The real reason, though, that I'm being so fulsome in Alan Bookbinder's praises is the episode I saw a couple of weeks earlier, `A Caterpillat Moon', about a tribe of pyg- mies — the Aka — in the Central African Republic. If you were unlucky enough to have missed it, I insist that you cancel all engagements should it ever be repeated.

The Aka — like most pygmies — are em- ployed as virtual slaves by another tribe of larger Africans. Both sides absolutely loathe each other: the bigguns because they believe the pygmies are smelly, work-shy imps who sneak into their village disguised as animals and steal their goods; the pygmies because they think the bigguns are lazy, brutal chimpanzees, who are too cowardly to ven- ture into the jungle to forage for delicacies such as honey and hairy caterpillars.

Heaven only knows what privations the film crew must have endured as they fol- lowed the pygmies deep into the rainforest to hunt for grubs, rats and deer. But they were rewarded with footage so sublimely watchable and — in the case of the little girl whose nose was pierced, and the screaming boy who had to be held down as his teeth were filed to modish points — unwatchable that, if I hadn't been glued to the screen, I'd have been ringing all my friends urging them to tune in.

Best of all were the scenes where the Pygmies railed against their oppressors. One pygmy woman announced that she would never consider sleeping with one of the bigguns: they were dirty, and they had black penises. Besides, she said, everyone knew that when pygmies died they were reincarnated as white men.

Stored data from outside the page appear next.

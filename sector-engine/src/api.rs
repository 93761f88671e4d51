use std::convert::TryFrom;
use std::path::PathBuf;

use serde::{Deserialize, Serialize};

use crate::constants::{LIVE_SECTOR_SIZE, TEST_SECTOR_SIZE};

pub type SectorId = u64;

/// The request/response boundary across which sealing is invoked. Every call
/// reports a status code and, on failure, a message; none of them retry.
pub trait SealingEngine: Send + Sync + 'static {
    /// Opens (or recovers) an engine against the provided directories.
    fn init(request: InitRequest) -> InitResponse<Self>
    where
        Self: Sized;

    /// Returns the number of user piece-bytes which will fit into a
    /// newly-provisioned staged sector.
    fn max_user_bytes_per_staged_sector(&self) -> MaxUserBytesResponse;

    /// Writes user piece-bytes to a staged sector and returns the id of the
    /// sector to which the bytes were written.
    fn add_piece(&self, piece_key: &str, piece_bytes: &[u8]) -> AddPieceResponse;

    /// Returns sealing status for the sector with the provided id. Produces an
    /// error if no staged or sealed sector exists with that id.
    fn get_seal_status(&self, sector_id: SectorId) -> GetSealStatusResponse;

    /// Schedules sealing of all staged sectors.
    fn seal_all_staged_sectors(&self) -> SealAllStagedSectorsResponse;

    fn get_sealed_sectors(&self) -> GetSealedSectorsResponse;

    fn get_staged_sectors(&self) -> GetStagedSectorsResponse;

    /// Unseals and returns the bytes associated with the provided piece key.
    fn read_piece_from_sealed_sector(&self, piece_key: &str) -> ReadPieceFromSealedSectorResponse;

    /// Releases every resource held by the engine. Calls made afterwards fail
    /// with a receiver error.
    fn destroy(&self);
}

#[derive(PartialEq, Eq, Debug, Clone, Copy)]
pub enum ResponseStatus {
    NoError = 0,
    UnclassifiedError = 1,
    CallerError = 2,
    ReceiverError = 3,
}

/// Implemented by every response so that callers can check status generically.
pub trait CodeAndMessage {
    fn status_code(&self) -> ResponseStatus;
    fn error_msg(&self) -> &str;
}

macro_rules! code_and_message_impl {
    ($response:ident) => {
        impl CodeAndMessage for $response {
            fn status_code(&self) -> ResponseStatus {
                self.status_code
            }

            fn error_msg(&self) -> &str {
                &self.error_msg
            }
        }
    };
}

#[derive(Debug, Clone, Copy, PartialEq, Eq, Serialize, Deserialize)]
#[serde(rename_all = "snake_case")]
pub enum SectorStoreType {
    Live,
    Test,
    ProofTest,
}

impl SectorStoreType {
    /// Number of bytes in a sealed sector managed by a store of this type.
    pub fn sector_bytes(self) -> u64 {
        match self {
            SectorStoreType::Live => LIVE_SECTOR_SIZE,
            SectorStoreType::Test | SectorStoreType::ProofTest => TEST_SECTOR_SIZE,
        }
    }

    /// Number of user bytes (before bit-padding) which fit into a sector.
    pub fn max_user_bytes_per_sector(self) -> u64 {
        self.sector_bytes() / 128 * 127
    }
}

#[repr(u32)]
#[derive(PartialEq, Eq, Debug, Clone, Copy)]
pub enum SealStatusCode {
    Sealed = 0,
    Pending = 1,
    Failed = 2,
    Sealing = 3,
}

impl From<SealStatusCode> for u32 {
    fn from(code: SealStatusCode) -> Self {
        code as u32
    }
}

impl TryFrom<u32> for SealStatusCode {
    type Error = u32;

    fn try_from(code: u32) -> Result<Self, Self::Error> {
        match code {
            0 => Ok(SealStatusCode::Sealed),
            1 => Ok(SealStatusCode::Pending),
            2 => Ok(SealStatusCode::Failed),
            3 => Ok(SealStatusCode::Sealing),
            other => Err(other),
        }
    }
}

#[derive(Debug, Clone)]
pub struct InitRequest {
    pub store_type: SectorStoreType,
    pub last_used_sector_id: SectorId,
    pub metadata_dir: PathBuf,
    pub prover_id: [u8; 31],
    pub sealed_sector_dir: PathBuf,
    pub staged_sector_dir: PathBuf,
    pub max_num_staged_sectors: u8,
}

///////////////////////////////////////////////////////////////////////////////
/// InitResponse
////////////////

pub struct InitResponse<E> {
    pub status_code: ResponseStatus,
    pub error_msg: String,
    pub engine: Option<E>,
}

impl<E> Default for InitResponse<E> {
    fn default() -> InitResponse<E> {
        InitResponse {
            status_code: ResponseStatus::NoError,
            error_msg: String::new(),
            engine: None,
        }
    }
}

impl<E> CodeAndMessage for InitResponse<E> {
    fn status_code(&self) -> ResponseStatus {
        self.status_code
    }

    fn error_msg(&self) -> &str {
        &self.error_msg
    }
}

///////////////////////////////////////////////////////////////////////////////
/// MaxUserBytesResponse
////////////////////////

#[derive(Debug, Clone)]
pub struct MaxUserBytesResponse {
    pub status_code: ResponseStatus,
    pub error_msg: String,
    pub max_staged_bytes_per_sector: u64,
}

impl Default for MaxUserBytesResponse {
    fn default() -> MaxUserBytesResponse {
        MaxUserBytesResponse {
            status_code: ResponseStatus::NoError,
            error_msg: String::new(),
            max_staged_bytes_per_sector: 0,
        }
    }
}

code_and_message_impl!(MaxUserBytesResponse);

///////////////////////////////////////////////////////////////////////////////
/// AddPieceResponse
////////////////////

#[derive(Debug, Clone)]
pub struct AddPieceResponse {
    pub status_code: ResponseStatus,
    pub error_msg: String,
    pub sector_id: SectorId,
}

impl Default for AddPieceResponse {
    fn default() -> AddPieceResponse {
        AddPieceResponse {
            status_code: ResponseStatus::NoError,
            error_msg: String::new(),
            sector_id: 0,
        }
    }
}

code_and_message_impl!(AddPieceResponse);

///////////////////////////////////////////////////////////////////////////////
/// EnginePieceMetadata, EngineSealedSector, EngineStagedSector
///////////////////////////////////////////////////////////////

#[derive(Debug, Clone, PartialEq, Eq)]
pub struct EnginePieceMetadata {
    pub piece_key: String,
    pub num_bytes: u64,
}

#[derive(Debug, Clone, PartialEq)]
pub struct EngineSealedSector {
    pub sector_id: SectorId,
    pub comm_d: [u8; 32],
    pub comm_r: [u8; 32],
    pub comm_r_star: [u8; 32],
    pub proof: Vec<u8>,
    pub pieces: Vec<EnginePieceMetadata>,
}

#[derive(Debug, Clone, PartialEq)]
pub struct EngineStagedSector {
    pub sector_access: String,
    pub sector_id: SectorId,
    pub pieces: Vec<EnginePieceMetadata>,

    // must be one of: Pending, Failed, Sealing
    pub seal_status_code: u32,

    // if sealing failed - here's the error
    pub seal_error_msg: String,
}

///////////////////////////////////////////////////////////////////////////////
/// GetSealStatusResponse
/////////////////////////

#[derive(Debug, Clone)]
pub struct GetSealStatusResponse {
    pub status_code: ResponseStatus,
    pub error_msg: String,

    pub seal_status_code: u32,

    // sealing failed - here's the error
    pub seal_error_msg: String,

    // sealed sector metadata
    pub comm_d: [u8; 32],
    pub comm_r: [u8; 32],
    pub comm_r_star: [u8; 32],
    pub proof: Vec<u8>,
    pub pieces: Vec<EnginePieceMetadata>,
}

impl Default for GetSealStatusResponse {
    fn default() -> GetSealStatusResponse {
        GetSealStatusResponse {
            status_code: ResponseStatus::NoError,
            error_msg: String::new(),
            seal_status_code: SealStatusCode::Failed.into(),
            seal_error_msg: String::new(),
            comm_d: Default::default(),
            comm_r: Default::default(),
            comm_r_star: Default::default(),
            proof: Vec::new(),
            pieces: Vec::new(),
        }
    }
}

code_and_message_impl!(GetSealStatusResponse);

///////////////////////////////////////////////////////////////////////////////
/// SealAllStagedSectorsResponse
////////////////////////////////

#[derive(Debug, Clone)]
pub struct SealAllStagedSectorsResponse {
    pub status_code: ResponseStatus,
    pub error_msg: String,
}

impl Default for SealAllStagedSectorsResponse {
    fn default() -> SealAllStagedSectorsResponse {
        SealAllStagedSectorsResponse {
            status_code: ResponseStatus::NoError,
            error_msg: String::new(),
        }
    }
}

code_and_message_impl!(SealAllStagedSectorsResponse);

///////////////////////////////////////////////////////////////////////////////
/// GetSealedSectorsResponse
////////////////////////////

#[derive(Debug, Clone)]
pub struct GetSealedSectorsResponse {
    pub status_code: ResponseStatus,
    pub error_msg: String,
    pub sectors: Vec<EngineSealedSector>,
}

impl Default for GetSealedSectorsResponse {
    fn default() -> GetSealedSectorsResponse {
        GetSealedSectorsResponse {
            status_code: ResponseStatus::NoError,
            error_msg: String::new(),
            sectors: Vec::new(),
        }
    }
}

code_and_message_impl!(GetSealedSectorsResponse);

///////////////////////////////////////////////////////////////////////////////
/// GetStagedSectorsResponse
////////////////////////////

#[derive(Debug, Clone)]
pub struct GetStagedSectorsResponse {
    pub status_code: ResponseStatus,
    pub error_msg: String,
    pub sectors: Vec<EngineStagedSector>,
}

impl Default for GetStagedSectorsResponse {
    fn default() -> GetStagedSectorsResponse {
        GetStagedSectorsResponse {
            status_code: ResponseStatus::NoError,
            error_msg: String::new(),
            sectors: Vec::new(),
        }
    }
}

code_and_message_impl!(GetStagedSectorsResponse);

////////////////////////////////////////////////////////////////////////////////
/// ReadPieceFromSealedSectorResponse
/////////////////////////////////////

#[derive(Debug, Clone)]
pub struct ReadPieceFromSealedSectorResponse {
    pub status_code: ResponseStatus,
    pub error_msg: String,
    pub data: Vec<u8>,
}

impl Default for ReadPieceFromSealedSectorResponse {
    fn default() -> ReadPieceFromSealedSectorResponse {
        ReadPieceFromSealedSectorResponse {
            status_code: ResponseStatus::NoError,
            error_msg: String::new(),
            data: Vec::new(),
        }
    }
}

code_and_message_impl!(ReadPieceFromSealedSectorResponse);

At about this point, I fully expected an apologetic voiceover to tell us that, of course, these racist views were the grim legacy of European colonialism. But the handwringing never came. And I wasn't sure which made me happier: the thought of all the liberal-left viewers squirming in their armchairs or the thrill of watching a documentary about black Africa which dared present us with the truth — round, unvarnished and free of the tiresome sub- text that, whatever the ills of the Third World, We Are To Blame.